Whether in the body, I cannot tell. That is, I do not pretend to explain it. I do not know how it occurred. With the fact he was acquainted; but how it was brought about he did not know. Whether the body was caught up to heaven; whether the soul was for a time separated from the body; or whether the scene passed before the mind in a vision, so that he seemed to have been caught up to heaven, he does not pretend to know. The evident idea is, that at the time he was in a state of insensibility in regard to surrounding objects, and was unconscious of what was occurring, as if he had been dead. Where Paul confesses his own ignorance of what occurred to himself, it would be vain for us to inquire; and the question how this was done is immaterial. No one can doubt that God had power, if he chose, to transport the body to heaven; or that he had power for a time to separate the soul from the body; or that he had power to represent to the mind so clearly the view of the heavenly world, that he would appear to see it. See Ac 7:56. It is clear only that he lost all consciousness of anything about him at that time, and that he saw only the things in heaven. It may be added here, however, that Paul evidently supposed that his soul might be taken to heaven without the body, and that it might have separate consciousness, and a separate existence. He was not, therefore, a materialist, and he did not believe that the existence and consciousness of the soul was dependent on the body.
God knoweth. With the mode in which it was done, God only could be acquainted. Paul did not attempt to explain that. That was to him of comparatively little consequence, and he did not lose his time in a vain attempt to explain it. How happy would it be if all theologians were as ready to be satisfied with the knowledge of a fact, and to leave the mode of explaining it with God, as this prince of theologians was. Many a man would have busied himself with a vain speculation about the way in which it was done; Paul was contented with the fact that it had occurred.
Such an one caught up. The word which is here used (arpazw) means, to seize upon, to snatch away as wolves do their prey, (Joh 10:12;) or to seize with avidity or eagerness, Mt 11:12; or to carry away, to hurry off by force, or involuntarily.
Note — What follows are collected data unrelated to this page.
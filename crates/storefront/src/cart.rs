use aurum::{
    cart::{BOX_ID_PREFIX, Cart, CartItem, QuantityChange},
    currency::CurrencyStore,
    modal::ModalKind,
};
use leptos::prelude::*;
use tracing::debug;

use crate::{Stores, announce};

/// Label shown in place of a price for packaging lines.
pub const COMPLIMENTARY_LABEL: &str = "Complimentary";

/// UI model for one cart line.
#[derive(Debug, Clone, PartialEq, Eq)]
pub struct CartLineView {
    /// Line id.
    pub id: String,

    /// Display name.
    pub name: String,

    /// Weight, fineness and metal.
    pub detail: String,

    /// Unit price in the display currency, or the complimentary label.
    pub unit_price: String,

    /// Line total in the display currency, or the complimentary label.
    pub line_total: String,

    /// Units on the line.
    pub quantity: u32,

    /// Whether +/- controls are offered.
    pub adjustable: bool,

    /// Image reference.
    pub image: Option<String>,
}

fn line_detail(item: &CartItem<'_>) -> String {
    [item.weight.as_str(), item.purity.as_str(), item.metal.as_str()]
        .into_iter()
        .filter(|part| !part.is_empty())
        .collect::<Vec<_>>()
        .join(" · ")
}

/// Build line models in cart order.
pub fn cart_lines(cart: &Cart<'_>, currency: &CurrencyStore) -> Vec<CartLineView> {
    cart.iter()
        .map(|item| {
            let (unit_price, line_total) = if item.is_box {
                (COMPLIMENTARY_LABEL.to_string(), COMPLIMENTARY_LABEL.to_string())
            } else {
                (
                    currency.format_money(&item.price),
                    currency.format_price(item.line_total()),
                )
            };

            CartLineView {
                id: item.id.clone(),
                name: item.name.clone(),
                detail: if item.is_box {
                    "Packaging".to_string()
                } else {
                    line_detail(item)
                },
                unit_price,
                line_total,
                quantity: item.quantity(),
                adjustable: !item.is_box,
                image: item.image.clone(),
            }
        })
        .collect()
}

/// Badge text for the navbar cart button; hidden when empty.
pub fn badge_text(total_items: u32) -> Option<String> {
    match total_items {
        0 => None,
        1..=99 => Some(total_items.to_string()),
        _ => Some("99+".to_string()),
    }
}

/// Remove a line, taking its packaging line with it.
pub fn remove_line<'a>(cart: &mut Cart<'a>, id: &str) -> Option<CartItem<'a>> {
    let removed = cart.remove_item(id)?;

    if !removed.is_box {
        drop_packaging(cart, id);
    }

    Some(removed)
}

/// Take one unit off a line; packaging goes when the last unit does.
pub fn decrement_line(cart: &mut Cart<'_>, id: &str) -> QuantityChange {
    let change = cart.decrement(id);

    if change == QuantityChange::Removed {
        drop_packaging(cart, id);
    }

    change
}

fn drop_packaging(cart: &mut Cart<'_>, product_id: &str) {
    let packaging_id = format!("{BOX_ID_PREFIX}{product_id}");

    if cart.remove_item(&packaging_id).is_some() {
        debug!(id = %packaging_id, "packaging line removed with its product");
    }
}

fn change_message(name: &str, change: QuantityChange) -> Option<String> {
    match change {
        QuantityChange::Updated(quantity) => Some(format!("{name} quantity {quantity}.")),
        QuantityChange::Removed => Some(format!("Removed {name} from cart.")),
        QuantityChange::Missing => None,
    }
}

#[component]
fn QuantityControls(line: CartLineView, stores: Stores) -> impl IntoView {
    let decrement_id = line.id.clone();
    let increment_id = line.id.clone();
    let decrement_name = line.name.clone();
    let increment_name = line.name.clone();

    view! {
        <div class="cart-line-quantity">
            <button
                type="button"
                class="icon-button icon-button-secondary icon-button-compact"
                aria-label=format!("Remove one {}", line.name)
                on:click=move |_| {
                    let change = stores.cart.try_update(|cart| decrement_line(cart, &decrement_id));

                    if let Some(message) = change.and_then(|change| change_message(&decrement_name, change)) {
                        announce(stores.live_message, message);
                    }
                }
            >
                "−"
            </button>
            <span class="cart-line-count">{line.quantity}</span>
            <button
                type="button"
                class="icon-button icon-button-secondary icon-button-compact"
                aria-label=format!("Add one {}", line.name)
                on:click=move |_| {
                    let change = stores.cart.try_update(|cart| cart.increment(&increment_id));

                    if let Some(message) = change.and_then(|change| change_message(&increment_name, change)) {
                        announce(stores.live_message, message);
                    }
                }
            >
                "+"
            </button>
        </div>
    }
}

#[component]
fn CartLine(line: CartLineView, stores: Stores) -> impl IntoView {
    let remove_id = line.id.clone();
    let remove_name = line.name.clone();

    let controls = if line.adjustable {
        view! { <QuantityControls line=line.clone() stores=stores /> }.into_any()
    } else {
        view! { <span class="cart-line-count cart-line-count-fixed">{format!("× {}", line.quantity)}</span> }
            .into_any()
    };

    view! {
        <li class="cart-line" class:cart-line-box=!line.adjustable>
            {line.image.clone().map(|src| view! { <img class="cart-line-image" src=src alt="" /> })}
            <div class="cart-line-body">
                <p class="cart-line-name">{line.name.clone()}</p>
                <p class="cart-line-detail">{line.detail.clone()}</p>
                <p class="cart-line-price">{line.unit_price.clone()}</p>
            </div>
            {controls}
            <p class="cart-line-total">{line.line_total.clone()}</p>
            <button
                type="button"
                class="cart-line-remove"
                aria-label=format!("Remove {} from cart", line.name)
                on:click=move |_| {
                    let removed = stores
                        .cart
                        .try_update(|cart| remove_line(cart, &remove_id))
                        .flatten();

                    if removed.is_some() {
                        debug!(id = %remove_id, "cart line removed");
                        announce(stores.live_message, format!("Removed {remove_name} from cart."));
                    }
                }
            >
                "Remove"
            </button>
        </li>
    }
}

/// Slide-out cart drawer.
#[component]
pub fn CartDrawer(
    /// Shared stores.
    stores: Stores,
) -> impl IntoView {
    let is_open = move || stores.cart.with(Cart::is_open);

    let lines = move || {
        let lines = stores
            .currency
            .with(|currency| stores.cart.with(|cart| cart_lines(cart, currency)));

        if lines.is_empty() {
            return view! { <p class="cart-empty">"Your cart is empty."</p> }.into_any();
        }

        view! {
            <ul class="cart-lines">
                {lines
                    .into_iter()
                    .map(|line| view! { <CartLine line=line stores=stores /> })
                    .collect_view()}
            </ul>
        }
        .into_any()
    };

    let subtotal = move || {
        stores
            .currency
            .with(|currency| stores.cart.with(|cart| currency.format_money(&cart.total_price())))
    };

    view! {
        <div
            class="cart-overlay"
            class:cart-overlay-open=is_open
            on:click=move |_| stores.cart.update(Cart::close)
        ></div>
        <aside
            id="cart-drawer"
            class="cart-drawer"
            class:cart-drawer-open=is_open
            aria-hidden=move || (!is_open()).to_string()
            aria-label="Shopping cart"
        >
            <header class="cart-drawer-header">
                <h2>"Your Cart"</h2>
                <button
                    type="button"
                    class="cart-drawer-close"
                    aria-label="Close cart"
                    on:click=move |_| stores.cart.update(Cart::close)
                >
                    "×"
                </button>
            </header>
            {lines}
            <footer class="cart-drawer-footer">
                <div class="cart-subtotal">
                    <span>"Subtotal"</span>
                    <span>{subtotal}</span>
                </div>
                <button
                    type="button"
                    class="button button-primary"
                    disabled=move || stores.cart.with(|cart| cart.total_items() == 0)
                    on:click=move |_| {
                        stores.cart.update(Cart::close);
                        stores.open_modal(ModalKind::Checkout);
                    }
                >
                    "Checkout"
                </button>
                <button
                    type="button"
                    class="button button-ghost"
                    disabled=move || stores.cart.with(Cart::is_empty)
                    on:click=move |_| {
                        stores.cart.update(Cart::clear);
                        announce(stores.live_message, "Cart cleared.".to_string());
                    }
                >
                    "Clear cart"
                </button>
            </footer>
        </aside>
    }
}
See Joh 6:15; Ac 8:39; 23:10.
In the case before us there is implied the idea that Paul was conveyed by a foreign force; or that he was suddenly seized and snatched up to heaven. The word expresses the suddenness and the rapidity with which it was done. Probably it was instantaneous, so that he appeared, at once to be in heaven. Of the mode in which it was done, Paul has given no explanations; and conjecture would be useless.
To the third heaven. The Jews sometimes speak of seven heavens, and Mohammed has borrowed this idea from the Jews. But the Bible speaks of but three heavens; and among the Jews in the apostolic ages, also, the heavens were divided into three:
(1.) The aerial, including the clouds and the atmosphere, the heavens above us, until we come to the stars.
(2.) The starry heavens—the heavens in which the sun, moon, and stars appear to be situated.
(3.) The heavens beyond the stars. That heaven was supposed to be the residence of God, of angels, and of holy spirits. It was this upper heaven, the dwelling-place of God, to which Paul was taken, and whose wonders he was permitted to behold—this region where God dwelt, where Christ was seated at the right hand of the Father, and where the spirits of the just were assembled. The fanciful opinions of the Jews about seven heavens may be seen detailed in Schoettgen or in Wetstein, by whom the principal passages from the Jewish writings relating to the subject have been collected. As their opinions throw no light on this passage, it is unnecessary to detail them here.